ARC Ref 75 vs. Ref 75 SE


Has anyone had the opportunity to compare the ARC Ref 75 with the new Ref 75 SE?
hkaye
What I see is that typically, manufacturers come out with "new, better" products every two years or so. This to me is to keep their name in the papers and especially the magazines that review products. This is true for solid state and tube manufactures. Pass labs, Jeff Rowland, etc. Just because AR provides an "upgrade" to their products doesn't make this any different. I prefer the upgrade than a wholesale issuance of a "brand new and better" product.

The new and better product is really not, just new and different tubes, different capacitors, upgrades in the power supply, etc. But basically the same circuit design.

Also, the resale value of upgradeable products is higher than the resale value of completely discontinued products.

To me (in my humble opinion), it would appear wayyyy more disingenuous if a company came out with some new and better product and discontinued the other product after a year or so.

You have to get products out of the door eventually. To keep doing R&D forever would just be stupid in a business sense. So, some bright Engineer finds a better capacitor or better tube a year or so later. But the basic circuit design is very good. I would upgrade the existing product, instead of coming out with a new product that is basically the same.

In my opinion, the AR REF250 is hands down the best amp I have ever heard. I imagine the circuit design is the same for the REF75 and REF150. Why come out with entirely new amps? Add the simple upgrades, offer them to existing customers also, and move on.

I choose to not believe that AR would intentionally come out with a "subpar" product with the final intention of offering an upgrade later. What is the point of that? They could have just as easily come out with an "entirely" new product (that was basically the upgrade) and called it something else.

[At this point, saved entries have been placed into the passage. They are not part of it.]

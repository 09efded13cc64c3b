//! Report export to PDF.
//!
//! The report page reads the shared `RenderState` on every request. An export flips it
//! to the print theme, waits for the page to settle, asks a `PageCapture` to print the
//! report URL, then puts the previous mode back. Both the mode and the busy flag are
//! restored by guards, so an error, a panic inside the capture or a dropped request
//! cannot leave the dashboard stuck in print mode or "exporting".

use std::path::{Path, PathBuf};
use std::sync::atomic::{AtomicBool, Ordering};
use std::sync::{Arc, RwLock};
use std::time::Duration;

use async_trait::async_trait;
use chrono::Local;
use thiserror::Error;
use uuid::Uuid;

use site_core::RenderMode;
use site_core::report::report_file_name;

#[derive(Debug, Error)]
pub enum ExportError {
    #[error("an export is already running")]
    Busy,
    #[error("page capture failed: {0}")]
    Capture(String),
    #[error("page capture io: {0}")]
    Io(#[from] std::io::Error),
}

/// Prints a page to PDF.
#[async_trait]
pub trait PageCapture: Send + Sync {
    async fn capture_pdf(&self, url: &str) -> Result<Vec<u8>, ExportError>;
}

/// Current theme/animation for report rendering.
#[derive(Clone, Default)]
pub struct RenderState {
    mode: Arc<RwLock<RenderMode>>,
}

impl RenderState {
    pub fn get(&self) -> RenderMode {
        match self.mode.read() {
            Ok(mode) => *mode,
            Err(poisoned) => *poisoned.into_inner(),
        }
    }

    pub fn set(&self, mode: RenderMode) {
        match self.mode.write() {
            Ok(mut guard) => *guard = mode,
            Err(poisoned) => *poisoned.into_inner() = mode,
        }
    }

    /// Switch to `mode` until the returned guard drops.
    fn switch(&self, mode: RenderMode) -> ModeGuard {
        let previous = self.get();
        self.set(mode);
        ModeGuard {
            state: self.clone(),
            previous,
        }
    }
}

struct ModeGuard {
    state: RenderState,
    previous: RenderMode,
}

impl Drop for ModeGuard {
    fn drop(&mut self) {
        self.state.set(self.previous);
    }
}

struct BusyGuard {
    flag: Arc<AtomicBool>,
}

impl BusyGuard {
    fn acquire(flag: &Arc<AtomicBool>) -> Option<Self> {
        flag.compare_exchange(false, true, Ordering::SeqCst, Ordering::SeqCst)
            .ok()
            .map(|_| Self { flag: flag.clone() })
    }
}

impl Drop for BusyGuard {
    fn drop(&mut self) {
        self.flag.store(false, Ordering::SeqCst);
    }
}

#[derive(Clone, Debug)]
pub struct ExportedReport {
    pub file_name: String,
    pub pdf: Vec<u8>,
}

#[derive(Clone)]
pub struct ReportExporter {
    render: RenderState,
    capture: Arc<dyn PageCapture>,
    busy: Arc<AtomicBool>,
    settle: Duration,
}

impl ReportExporter {
    pub fn new(render: RenderState, capture: Arc<dyn PageCapture>, settle: Duration) -> Self {
        Self {
            render,
            capture,
            busy: Arc::new(AtomicBool::new(false)),
            settle,
        }
    }

    pub fn render_state(&self) -> &RenderState {
        &self.render
    }

    pub fn is_busy(&self) -> bool {
        self.busy.load(Ordering::SeqCst)
    }

    pub async fn export(&self, url: &str) -> Result<ExportedReport, ExportError> {
        let _busy = BusyGuard::acquire(&self.busy).ok_or(ExportError::Busy)?;
        let file_name = report_file_name(&Local::now());
        tracing::info!("report export started file={} url={}", file_name, url);

        let pdf = {
            let _print = self.render.switch(RenderMode::print());
            tokio::time::sleep(self.settle).await;
            self.capture.capture_pdf(url).await
        };

        match pdf {
            Ok(pdf) => {
                tracing::info!("report export finished file={} bytes={}", file_name, pdf.len());
                Ok(ExportedReport { file_name, pdf })
            }
            Err(err) => {
                tracing::warn!("report export failed file={} err={}", file_name, err);
                Err(err)
            }
        }
    }
}

/// Runs a headless Chromium-compatible browser with `--print-to-pdf`.
pub struct CommandCapture {
    program: String,
    timeout: Duration,
    scratch_dir: PathBuf,
}

impl CommandCapture {
    pub fn new(program: impl Into<String>, timeout: Duration) -> Self {
        Self {
            program: program.into(),
            timeout,
            scratch_dir: std::env::temp_dir(),
        }
    }

    /// Directory for the browser's output file; the system temp dir by default.
    pub fn with_scratch_dir(mut self, dir: impl Into<PathBuf>) -> Self {
        self.scratch_dir = dir.into();
        self
    }
}

/// The browser's output file. Removed when dropped, whatever the outcome.
struct ScratchFile {
    path: PathBuf,
}

impl ScratchFile {
    fn new(dir: &Path) -> Self {
        Self {
            path: dir.join(format!("site-report-{}.pdf", Uuid::new_v4())),
        }
    }
}

impl Drop for ScratchFile {
    fn drop(&mut self) {
        if let Err(err) = std::fs::remove_file(&self.path) {
            if err.kind() != std::io::ErrorKind::NotFound {
                tracing::warn!("could not remove {}: {}", self.path.display(), err);
            }
        }
    }
}

#[async_trait]
impl PageCapture for CommandCapture {
    async fn capture_pdf(&self, url: &str) -> Result<Vec<u8>, ExportError> {
        let scratch = ScratchFile::new(&self.scratch_dir);
        let mut cmd = tokio::process::Command::new(&self.program);
        cmd.arg("--headless")
            .arg("--disable-gpu")
            .arg("--no-pdf-header-footer")
            .arg(format!("--print-to-pdf={}", scratch.path.display()))
            .arg(url)
            .kill_on_drop(true);

        // A timed-out child is killed here, before `scratch` goes away.
        let output = tokio::time::timeout(self.timeout, cmd.output())
            .await
            .map_err(|_| {
                ExportError::Capture(format!(
                    "{} timed out after {}s",
                    self.program,
                    self.timeout.as_secs()
                ))
            })??;

        if !output.status.success() {
            let stderr = String::from_utf8_lossy(&output.stderr);
            return Err(ExportError::Capture(format!(
                "{} exited with {}: {}",
                self.program,
                output.status,
                stderr.trim()
            )));
        }

        let pdf = tokio::fs::read(&scratch.path).await?;
        if pdf.is_empty() {
            return Err(ExportError::Capture(format!("{} wrote an empty pdf", self.program)));
        }
        Ok(pdf)
    }
}

#[cfg(test)]
mod tests {
    use super::*;
    use site_core::Theme;

    struct SeenMode {
        render: RenderState,
        seen: Arc<RwLock<Option<RenderMode>>>,
        fail: bool,
    }

    #[async_trait]
    impl PageCapture for SeenMode {
        async fn capture_pdf(&self, _url: &str) -> Result<Vec<u8>, ExportError> {
            *self.seen.write().expect("lock") = Some(self.render.get());
            if self.fail {
                Err(ExportError::Capture("boom".to_string()))
            } else {
                Ok(b"%PDF-1.4".to_vec())
            }
        }
    }

    fn exporter(fail: bool) -> (ReportExporter, Arc<RwLock<Option<RenderMode>>>) {
        let render = RenderState::default();
        let seen = Arc::new(RwLock::new(None));
        let capture = SeenMode {
            render: render.clone(),
            seen: seen.clone(),
            fail,
        };
        let exporter = ReportExporter::new(render, Arc::new(capture), Duration::from_millis(1));
        (exporter, seen)
    }

    #[tokio::test]
    async fn capture_sees_print_mode_and_mode_is_restored() {
        let (exporter, seen) = exporter(false);
        let report = exporter.export("http://localhost/report").await.expect("export");

        assert_eq!(report.pdf, b"%PDF-1.4".to_vec());
        assert!(report.file_name.starts_with("report_"));
        assert!(report.file_name.ends_with(".pdf"));
        assert_eq!(*seen.read().expect("lock"), Some(RenderMode::print()));
        assert_eq!(exporter.render_state().get(), RenderMode::default());
        assert!(!exporter.is_busy());
    }

    #[tokio::test]
    async fn failure_still_restores() {
        let (exporter, _) = exporter(true);
        exporter.render_state().set(RenderMode {
            theme: Theme::Dark,
            animate: false,
        });

        let err = exporter.export("http://localhost/report").await.unwrap_err();
        assert!(matches!(err, ExportError::Capture(_)));
        assert_eq!(
            exporter.render_state().get(),
            RenderMode {
                theme: Theme::Dark,
                animate: false,
            }
        );
        assert!(!exporter.is_busy());
    }

    #[tokio::test]
    async fn missing_browser_is_an_io_error() {
        let capture = CommandCapture::new("/nonexistent/headless-browser", Duration::from_secs(5));
        let err = capture.capture_pdf("http://localhost/report").await.unwrap_err();
        assert!(matches!(err, ExportError::Io(_)));
    }

    /// Fake browser: writes the output file, then hangs.
    #[cfg(unix)]
    fn hanging_browser(dir: &Path) -> PathBuf {
        use std::os::unix::fs::PermissionsExt;

        let script = dir.join("slow-browser.sh");
        std::fs::write(
            &script,
            "#!/bin/sh\nfor arg in \"$@\"; do\n  case \"$arg\" in\n    --print-to-pdf=*) printf '%%PDF-partial' > \"${arg#--print-to-pdf=}\" ;;\n  esac\ndone\nexec sleep 5\n",
        )
        .expect("write script");
        std::fs::set_permissions(&script, std::fs::Permissions::from_mode(0o755)).expect("chmod");
        script
    }

    #[cfg(unix)]
    #[tokio::test]
    async fn timed_out_capture_removes_its_output() {
        let bin = tempfile::tempdir().expect("tempdir");
        let scratch = tempfile::tempdir().expect("tempdir");
        let browser = hanging_browser(bin.path());
        let capture = CommandCapture::new(browser.to_string_lossy(), Duration::from_secs(1))
            .with_scratch_dir(scratch.path());

        let err = capture.capture_pdf("http://localhost/report").await.unwrap_err();
        assert!(err.to_string().contains("timed out"), "{err}");
        let left: Vec<_> = std::fs::read_dir(scratch.path()).expect("read dir").collect();
        assert!(left.is_empty(), "scratch files left behind: {left:?}");
    }
}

It is a great company, that puts many people to work and in direct comparisons with other "great" products, they are equal to or better. So, they are doing a great job.
The exception to the simple upgrade theory is the Mark Levinson 23.5. That was a wholesale upgrade that incorporated major changes. Yet Mark Levinson still considered it an upgrade and actually offered this upgrade to owners of 23 units. That too me was really cool.

Expensive, but cool.

enjoy
I have ARC gear so I am not a hater. I was speaking to a local well known tech a couple of weeks ago and I told him what I had. I told him I had a current ARC preamp but I have been thinking about upgrading my older amp. He told me he feels the older ARC gear is built better than the new gear and also sounds better. I found that an Interesting statement from an authorized service tech that works on a lot of different well known product.
BIF---It's great to hear that your newish ARC power amps have been trouble free. Everyone (except Tim Paravicini!) seems to feel the tubes being made now are pretty darn good, with lower rates of arcing and shorting than in the past, which is especially good news for ARC power amp owners. Keith Herron even advises against tube rolling in his products, saying that while old tubes will change the sound, the new tubes (for instance the Sovtek 12AX7 he uses) provide lower distortion in his circuits. And I really like the look of the ARC natural faceplate with silver handles---very elegant and tasteful. They rid ARC's of the laboratory/industrial look black handles give them.

Bill Johnson had his Winter home only a few miles from me, in Indian Wells, the Bel-Air/Brentwood of the California Desert. He had Brooks out to his place to set-up his turntable, and Brooks, the dirty rat, didn't take me with him! Bill and his Audio Research Corp. created not only great sounding products starting in the very early 70's, thereby turning around the whole decline in sound quality that Hi-Fi was going through at the time (early solid state), but also created the market for high performance music systems. We all owe him an enormous debt.

And though HP and his TAS is often credited with introducing ARC to audiophiles, it was actually J. Gordon Holt who did so in Stereophile, reviewing the SP-2 and Dual 50 in 1971, the SP-3 and D-51 & D-75 the following year. High End shops starting popping up all over the country to sell the new gear, Walter Johnson (who now makes the Last record care products) starting his Audio Arts store near me in Livermore California. I'm still trying to recapture the magic of my first big system that I bought from Walt---Tympani's bi-amped with ARC power amps!